I use to have predatory mite in my iso culture and springtail, but in the only Iso are left in their cultures after their population establish.

But you do want to watch out about these guys getting into your spring tail cultures. They are not like grain mites, they will prey on your spring. Depending on what spp of springtail you have, they might be able to competes with the mite by their fast reproduction. But for the slower reproducing spring, you will eventually find your self a culture of mites~


----------



## johnyrocks (Jun 25, 2011)

I've had mites, I woul d never feed em to my frogs. EVER. Infact, my very first tank, I brought in moss from my backyard. and I had a mite infestation. I ripped down the whole tank and threw everything in it away, then washed the tank out and let it sit in the baking sun for weeks. Mites=bad


----------



## MeiKVR6 (Sep 16, 2008)

Mites aren't all bad... They make up a significant portion of most dart frog's diet it the wild. Detrivore mites are *extremely* common and will almost certainly be found in a vivarium from time to time. They are beneficial & not something to be removed. The majority of mites found in fruit fly cultures are grain mites - another non-issue for frogs. (Bad for the cultures, of course)

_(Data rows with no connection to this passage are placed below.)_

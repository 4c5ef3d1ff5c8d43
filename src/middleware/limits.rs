//! Connection-level limits applied to every route.

use crate::{config::MAX_HEADER_BYTES, error::AppError};
use axum::{extract::Request, middleware::Next, response::Response};

/// Reject requests whose header names and values together exceed
/// [`MAX_HEADER_BYTES`] with 431.
pub async fn header_limit(request: Request, next: Next) -> Result<Response, AppError> {
    let total: usize = request
        .headers()
        .iter()
        .map(|(name, value)| name.as_str().len() + value.len())
        .sum();

    if total > MAX_HEADER_BYTES {
        tracing::warn!("Rejected {}: {} header bytes", request.uri(), total);
        return Err(AppError::HeadersTooLarge);
    }

    Ok(next.run(request).await)
}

As for predatory mites... The risk is not so much to the frogs as to the springtail & fruit fly cultures. I don't think I've personally ever seen actual predatory mites in FF cultures, tho.

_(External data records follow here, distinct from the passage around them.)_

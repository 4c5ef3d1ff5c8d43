//! Application configuration management.
//!
//! This module handles loading configuration from environment variables.
//! It uses the `envy` crate to automatically deserialize environment variables into a type-safe struct.

use serde::Deserialize;
use std::time::Duration;

/// Maximum time allowed to read a request body.
pub const READ_TIMEOUT: Duration = Duration::from_secs(10);

/// Maximum time allowed to produce and write a response.
pub const WRITE_TIMEOUT: Duration = Duration::from_secs(10);

/// Maximum total size of request header names and values (1 MiB).
pub const MAX_HEADER_BYTES: usize = 1 << 20;

/// Extra read buffer beyond [`MAX_HEADER_BYTES`] for the request line and
/// header framing, so the exact cap is decided by the header limit middleware.
pub const HEADER_BUF_SLACK: usize = 8 * 1024;

/// Maximum number of request headers parsed per request.
pub const MAX_HEADER_COUNT: usize = 4096;

/// Application configuration loaded from environment variables.
///
/// # Environment Variables
///
/// - `JWKS_URL` (required): URL the JSON Web Key Set is fetched from
/// - `SERVER_PORT` (optional): HTTP server port, defaults to 8080
/// - `JWT_ISSUER` (optional): expected `iss` claim of bearer tokens
/// - `JWT_AUDIENCE` (optional): expected `aud` claim of bearer tokens
#[derive(Debug, Clone, Deserialize)]
pub struct Config {
    pub jwks_url: String,

    #[serde(default = "default_port")]
    pub server_port: u16,

    #[serde(default)]
    pub jwt_issuer: Option<String>,

    #[serde(default)]
    pub jwt_audience: Option<String>,
}

/// Default port if SERVER_PORT environment variable is not set.
fn default_port() -> u16 {
    8080
}

impl Config {
    /// Load configuration from environment variables.
    ///
    /// This method first attempts to load a `.env` file (which is optional),
    /// then reads environment variables and deserializes them into a Config struct.
    ///
    /// # Errors
    ///
    /// Returns an error if:
    /// - `JWKS_URL` is missing
    /// - Environment variable values cannot be parsed into expected types
    pub fn from_env() -> Result<Self, envy::Error> {
        dotenvy::dotenv().ok();

        // Field names are automatically converted: jwks_url -> JWKS_URL
        envy::from_env::<Config>()
    }

    /// Configuration pointing at the given key set URL with every optional value unset.
    pub fn with_jwks_url(jwks_url: impl Into<String>) -> Self {
        Self {
            jwks_url: jwks_url.into(),
            server_port: default_port(),
            jwt_issuer: None,
            jwt_audience: None,
        }
    }
}
use axum::{
    Json, Router,
    body::Body,
    http::{Method, Request, StatusCode, header},
    routing::get,
};
use base64::{Engine, engine::general_purpose::URL_SAFE_NO_PAD};
use chrono::{DateTime, Utc};
use jsonwebtoken::{Algorithm, EncodingKey, Header, encode};
use randdata_service::{AppState, build_router, config::Config, server};
use serde_json::{Value, json};
use tower::util::ServiceExt;

const SECRET: &[u8] = b"integration-test-signing-secret!";
const KID: &str = "test-key";

/// Serve a key set containing our HMAC key on an ephemeral port and return its URL.
async fn spawn_jwks_server() -> String {
    let key_set = json!({
        "keys": [{
            "kty": "oct",
            "kid": KID,
            "alg": "HS256",
            "k": URL_SAFE_NO_PAD.encode(SECRET),
        }]
    });
    let app = Router::new().route(
        "/.well-known/jwks.json",
        get(move || {
            let key_set = key_set.clone();
            async move { Json(key_set) }
        }),
    );

    let listener = tokio::net::TcpListener::bind("127.0.0.1:0").await.unwrap();
    let addr = listener.local_addr().unwrap();
    tokio::spawn(async move {
        axum::serve(listener, app).await.unwrap();
    });

    format!("http://{}/.well-known/jwks.json", addr)
}

/// A URL on a port nothing is listening on.
async fn dead_jwks_url() -> String {
    let listener = tokio::net::TcpListener::bind("127.0.0.1:0").await.unwrap();
    let addr = listener.local_addr().unwrap();
    drop(listener);
    format!("http://{}/jwks.json", addr)
}

fn app_for(jwks_url: String) -> Router {
    let state = AppState::new(Config::with_jwks_url(jwks_url)).expect("Failed to build state");
    build_router(state)
}

async fn test_app() -> Router {
    app_for(spawn_jwks_server().await)
}

fn token_expiring_in(seconds: i64) -> String {
    let mut header = Header::new(Algorithm::HS256);
    header.kid = Some(KID.to_string());
    let claims = json!({
        "sub": "user_123",
        "exp": Utc::now().timestamp() + seconds,
    });
    encode(&header, &claims, &EncodingKey::from_secret(SECRET)).unwrap()
}

fn valid_token() -> String {
    token_expiring_in(600)
}

fn get_request(uri: &str, token: Option<&str>) -> Request<Body> {
    let mut builder = Request::builder().uri(uri);
    if let Some(token) = token {
        builder = builder.header(header::AUTHORIZATION, format!("Bearer {}", token));
    }
    builder.body(Body::empty()).unwrap()
}

async fn body_bytes(response: axum::response::Response) -> Vec<u8> {
    axum::body::to_bytes(response.into_body(), usize::MAX)
        .await
        .unwrap()
        .to_vec()
}

async fn body_text(response: axum::response::Response) -> String {
    String::from_utf8(body_bytes(response).await).unwrap()
}

#[tokio::test]
async fn test_health_is_public() {
    let app = test_app().await;

    let response = app
        .clone()
        .oneshot(get_request("/health", None))
        .await
        .unwrap();
    assert_eq!(response.status(), StatusCode::OK);
    assert!(body_bytes(response).await.is_empty());

    // Garbage credentials are ignored
    let response = app
        .oneshot(get_request("/health", Some("garbage")))
        .await
        .unwrap();
    assert_eq!(response.status(), StatusCode::OK);
}

#[tokio::test]
async fn test_data_with_valid_token() {
    let app = test_app().await;

    let response = app
        .oneshot(get_request("/data", Some(&valid_token())))
        .await
        .unwrap();

    assert_eq!(response.status(), StatusCode::OK);
    assert_eq!(response.headers()["content-type"], "application/json");

    let body: Value = serde_json::from_slice(&body_bytes(response).await).unwrap();
    let value = body["random_value"].as_u64().expect("random_value missing");
    assert!(value < 1000);

    let timestamp = body["timestamp"].as_str().expect("timestamp missing");
    assert!(DateTime::parse_from_rfc3339(timestamp).is_ok());
}

#[tokio::test]
async fn test_data_without_authorization_header() {
    let app = test_app().await;

    let response = app.oneshot(get_request("/data", None)).await.unwrap();

    assert_eq!(response.status(), StatusCode::UNAUTHORIZED);
    assert_eq!(body_text(response).await, "Invalid Authorization header");
}

#[tokio::test]
async fn test_data_with_malformed_authorization_header() {
    let app = test_app().await;

    for value in ["Basic dXNlcjpwYXNz", "Bearer", "Bearer a b", "bearer abc"] {
        let request = Request::builder()
            .uri("/data")
            .header(header::AUTHORIZATION, value)
            .body(Body::empty())
            .unwrap();

        let response = app.clone().oneshot(request).await.unwrap();
        assert_eq!(response.status(), StatusCode::UNAUTHORIZED, "{value:?}");
    }
}

#[tokio::test]
async fn test_data_with_expired_token() {
    let app = test_app().await;

    let response = app
        .oneshot(get_request("/data", Some(&token_expiring_in(-3600))))
        .await
        .unwrap();

    assert_eq!(response.status(), StatusCode::UNAUTHORIZED);
}

#[tokio::test]
async fn test_data_with_forged_token() {
    let app = test_app().await;

    let mut header = Header::new(Algorithm::HS256);
    header.kid = Some(KID.to_string());
    let forged = encode(
        &header,
        &json!({ "sub": "mallory", "exp": Utc::now().timestamp() + 600 }),
        &EncodingKey::from_secret(b"not-the-published-secret"),
    )
    .unwrap();

    let response = app
        .oneshot(get_request("/data", Some(&forged)))
        .await
        .unwrap();

    assert_eq!(response.status(), StatusCode::UNAUTHORIZED);
}

#[tokio::test]
async fn test_unreachable_key_set_looks_like_bad_token() {
    let app = app_for(dead_jwks_url().await);

    let response = app
        .oneshot(get_request("/data", Some(&valid_token())))
        .await
        .unwrap();

    assert_eq!(response.status(), StatusCode::UNAUTHORIZED);
    assert_eq!(body_text(response).await, "Invalid Authorization header");
}

#[tokio::test]
async fn test_data_massive_default_size() {
    let app = test_app().await;

    let response = app
        .oneshot(get_request("/data-massive", Some(&valid_token())))
        .await
        .unwrap();

    assert_eq!(response.status(), StatusCode::OK);
    let body: Value = serde_json::from_slice(&body_bytes(response).await).unwrap();
    assert_eq!(body.as_array().unwrap().len(), 100);
}

#[tokio::test]
async fn test_data_massive_returns_requested_count() {
    let app = test_app().await;
    let token = valid_token();

    for size in [0usize, 1, 37] {
        let response = app
            .clone()
            .oneshot(get_request(
                &format!("/data-massive?size={}", size),
                Some(&token),
            ))
            .await
            .unwrap();

        assert_eq!(response.status(), StatusCode::OK);
        let body: Value = serde_json::from_slice(&body_bytes(response).await).unwrap();
        let items = body.as_array().expect("Expected array");
        assert_eq!(items.len(), size);

        for item in items {
            for field in [
                "random_number_1",
                "random_number_2",
                "random_number_3",
                "random_number_4",
            ] {
                assert!(item[field].as_u64().unwrap() < 10_000);
            }
            let text = item["random_text"].as_str().unwrap();
            assert_eq!(text.len(), 20);
            assert!(text.chars().all(|c| c.is_ascii_alphanumeric() || c == ' '));
            assert!(DateTime::parse_from_rfc3339(item["timestamp"].as_str().unwrap()).is_ok());
        }
    }
}

#[tokio::test]
async fn test_data_massive_empty_is_json_array() {
    let app = test_app().await;

    let response = app
        .oneshot(get_request("/data-massive?size=0", Some(&valid_token())))
        .await
        .unwrap();

    assert_eq!(response.status(), StatusCode::OK);
    assert_eq!(body_text(response).await, "[]");
}

#[tokio::test]
async fn test_data_massive_rejects_bad_size() {
    let app = test_app().await;
    let token = valid_token();

    let cases = [
        ("-1", "Invalid 'size' parameter. Must be a non-negative integer."),
        ("abc", "Invalid 'size' parameter. Must be an integer."),
    ];

    for (size, message) in cases {
        let response = app
            .clone()
            .oneshot(get_request(
                &format!("/data-massive?size={}", size),
                Some(&token),
            ))
            .await
            .unwrap();

        assert_eq!(response.status(), StatusCode::BAD_REQUEST);
        assert_eq!(body_text(response).await, message);
    }
}

#[tokio::test]
async fn test_data_massive_requires_token() {
    let app = test_app().await;

    let response = app
        .oneshot(get_request("/data-massive?size=5", None))
        .await
        .unwrap();

    assert_eq!(response.status(), StatusCode::UNAUTHORIZED);
}

#[tokio::test]
async fn test_non_get_methods_rejected() {
    let app = test_app().await;
    let token = valid_token();

    for path in ["/data", "/data-massive"] {
        for method in [Method::HEAD, Method::POST, Method::PUT, Method::DELETE] {
            // With and without credentials
            for token in [None, Some(token.as_str())] {
                let mut builder = Request::builder().method(method.clone()).uri(path);
                if let Some(token) = token {
                    builder =
                        builder.header(header::AUTHORIZATION, format!("Bearer {}", token));
                }

                let response = app
                    .clone()
                    .oneshot(builder.body(Body::empty()).unwrap())
                    .await
                    .unwrap();

                assert_eq!(
                    response.status(),
                    StatusCode::METHOD_NOT_ALLOWED,
                    "{method} {path}"
                );
                // HEAD responses carry no body
                if method != Method::HEAD {
                    assert_eq!(body_text(response).await, "Method not allowed");
                }
            }
        }
    }
}

#[tokio::test]
async fn test_oversized_headers_rejected() {
    let app = test_app().await;

    let big = "x".repeat(64 * 1024);
    let mut builder = Request::builder().uri("/health");
    for i in 0..20 {
        builder = builder.header(format!("x-filler-{}", i), big.as_str());
    }

    let response = app
        .oneshot(builder.body(Body::empty()).unwrap())
        .await
        .unwrap();

    assert_eq!(response.status(), StatusCode::REQUEST_HEADER_FIELDS_TOO_LARGE);
}

#[tokio::test]
async fn test_unknown_path_is_not_found() {
    let app = test_app().await;

    let response = app.oneshot(get_request("/nope", None)).await.unwrap();

    assert_eq!(response.status(), StatusCode::NOT_FOUND);
}

#[tokio::test]
async fn test_data_massive_uses_first_size() {
    let app = test_app().await;

    let response = app
        .oneshot(get_request("/data-massive?size=3&size=5", Some(&valid_token())))
        .await
        .unwrap();

    assert_eq!(response.status(), StatusCode::OK);
    let body: Value = serde_json::from_slice(&body_bytes(response).await).unwrap();
    assert_eq!(body.as_array().unwrap().len(), 3);
}

#[tokio::test]
async fn test_data_massive_unallocatable_size_is_server_error() {
    let app = test_app().await;

    let response = app
        .oneshot(get_request(
            "/data-massive?size=1000000000000000000",
            Some(&valid_token()),
        ))
        .await
        .unwrap();

    assert_eq!(response.status(), StatusCode::INTERNAL_SERVER_ERROR);
    assert_eq!(body_text(response).await, "Internal server error");
}

/// Run the full server on an ephemeral port and return its base URL.
async fn spawn_server() -> String {
    let app = test_app().await;
    let listener = tokio::net::TcpListener::bind("127.0.0.1:0").await.unwrap();
    let addr = listener.local_addr().unwrap();
    tokio::spawn(async move {
        server::serve(listener, app).await.unwrap();
    });

    format!("http://{}", addr)
}

async fn health_with_headers(base: &str, headers: Vec<(String, String)>) -> StatusCode {
    let client = reqwest::Client::new();
    let mut request = client.get(format!("{}/health", base));
    for (name, value) in headers {
        request = request.header(name, value);
    }

    let response = request.send().await.expect("request failed");
    response.status()
}

#[tokio::test]
async fn test_server_accepts_large_header_blocks_under_cap() {
    let base = spawn_server().await;

    // About 600 KiB in ten headers
    let big = "x".repeat(60 * 1024);
    let headers = (0..10)
        .map(|i| (format!("x-filler-{}", i), big.clone()))
        .collect();
    assert_eq!(health_with_headers(&base, headers).await, StatusCode::OK);

    // Many small headers
    let headers = (0..150)
        .map(|i| (format!("x-small-{}", i), "y".to_string()))
        .collect();
    assert_eq!(health_with_headers(&base, headers).await, StatusCode::OK);
}

#[tokio::test]
async fn test_server_rejects_header_blocks_over_cap() {
    let base = spawn_server().await;

    // 16 x 64 KiB values plus their names is just over 1 MiB
    let big = "x".repeat(64 * 1024);
    let headers = (0..16)
        .map(|i| (format!("x-filler-{}", i), big.clone()))
        .collect();

    assert_eq!(
        health_with_headers(&base, headers).await,
        StatusCode::REQUEST_HEADER_FIELDS_TOO_LARGE
    );
}

#[tokio::test]
async fn test_server_serves_authenticated_routes() {
    let base = spawn_server().await;

    let response = reqwest::Client::new()
        .get(format!("{}/data-massive?size=2", base))
        .bearer_auth(valid_token())
        .send()
        .await
        .unwrap();

    assert_eq!(response.status(), StatusCode::OK);
    let body: Value = response.json().await.unwrap();
    assert_eq!(body.as_array().unwrap().len(), 2);
}
//! Random payload models returned by the data endpoints.
//!
//! This module defines:
//! - `DataResponse`: Single record returned by `GET /data`
//! - `MassiveDataItem`: One element of the array returned by `GET /data-massive`
//! - `BulkParams`: Query string accepted by `GET /data-massive`

use chrono::{DateTime, Utc};
use serde::{Deserialize, Serialize};

/// Single pseudo-random record.
///
/// # JSON Example
///
/// ```json
/// {
///   "timestamp": "2025-12-21T19:00:00.123456789Z",
///   "random_value": 421
/// }
/// ```
#[derive(Debug, Clone, Serialize, Deserialize)]
pub struct DataResponse {
    /// Moment the record was generated
    pub timestamp: DateTime<Utc>,

    /// Integer in `[0, 1000)`
    pub random_value: u32,
}

/// One record of a bulk response.
///
/// # JSON Example
///
/// ```json
/// {
///   "timestamp": "2025-12-21T19:00:00.123456789Z",
///   "random_number_1": 17,
///   "random_number_2": 9981,
///   "random_number_3": 4410,
///   "random_number_4": 0,
///   "random_text": "aZ3 kq9Lm0PxT7 bQw2e"
/// }
/// ```
#[derive(Debug, Clone, Serialize, Deserialize)]
pub struct MassiveDataItem {
    /// Moment this particular record was generated
    pub timestamp: DateTime<Utc>,

    /// Integers in `[0, 10000)`
    pub random_number_1: u32,
    pub random_number_2: u32,
    pub random_number_3: u32,
    pub random_number_4: u32,

    /// Fixed-length text over `a-z`, `A-Z`, `0-9` and space
    pub random_text: String,
}

/// Query parameters for `GET /data-massive`.
///
/// `size` is kept as raw text so that parse failures produce our own
/// error messages rather than the extractor's rejection.
#[derive(Debug, Default)]
pub struct BulkParams {
    pub size: Option<String>,
}

/// Build from the decoded query pairs; the first `size` wins.
impl From<Vec<(String, String)>> for BulkParams {
    fn from(pairs: Vec<(String, String)>) -> Self {
        let size = pairs
            .into_iter()
            .find(|(key, _)| key == "size")
            .map(|(_, value)| value);

        Self { size }
    }
}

Edit: If you are starting cultures for feeding/seeding... Especially with something like an Isopod or a Springtail... Just order them online (From a source who only sells CB) and avoid the hassle & worry of wild caught bugs. That being said - you will probably see _detrivore_ mites eventually in your own breeding cultures of isos. Pumilio (a user on Dendroboard) usually has both springtails & isopod species available.


----------



## wesleybrouwer (Apr 17, 2010)

I feed mites to my frogs, especially the metamorphs go crazy on them.
Like MeiKVR6 says, in the wild mites take up a large portion of the frogs diet.
Why take it away from the diet when they are readily available for you?

A healthy frog brushes a mite of easily.
Just watch out you don't get an invasion of mites,
this might stress them out what might cause them to die.

Just witnissed it only once with some azureus in my viv.
Over night the mites just took over the entire viv,
everything was covered by mites in just one night.
The frogs probably hid in the water and drowned.
Cause of the mite explosion afterwards, seemed to be a dead frog all the way in the back of the viv.
I already missed him for a couple of days, but didn't tear down the entire decor.

Maybe the fear about mites started because they will be on a dead frog almost instantly, seeing this might just give the idea the mites killed the frog.
It's just a result, not a cause in my experience.


----------



## arielelf (May 23, 2007)

Thanks for the info guys! I have bought some iso from you Doug. I just wanted to test out growing the wild caught ones. I keep them in seperate rooms, the wild ones are reproducing pretty quickly. I am getting addicted to growing feeders!! My wife says I was born a farmer, which makes sense since pretty much ALL of my ancestors were farmers. I guess it's in the blood a little


----------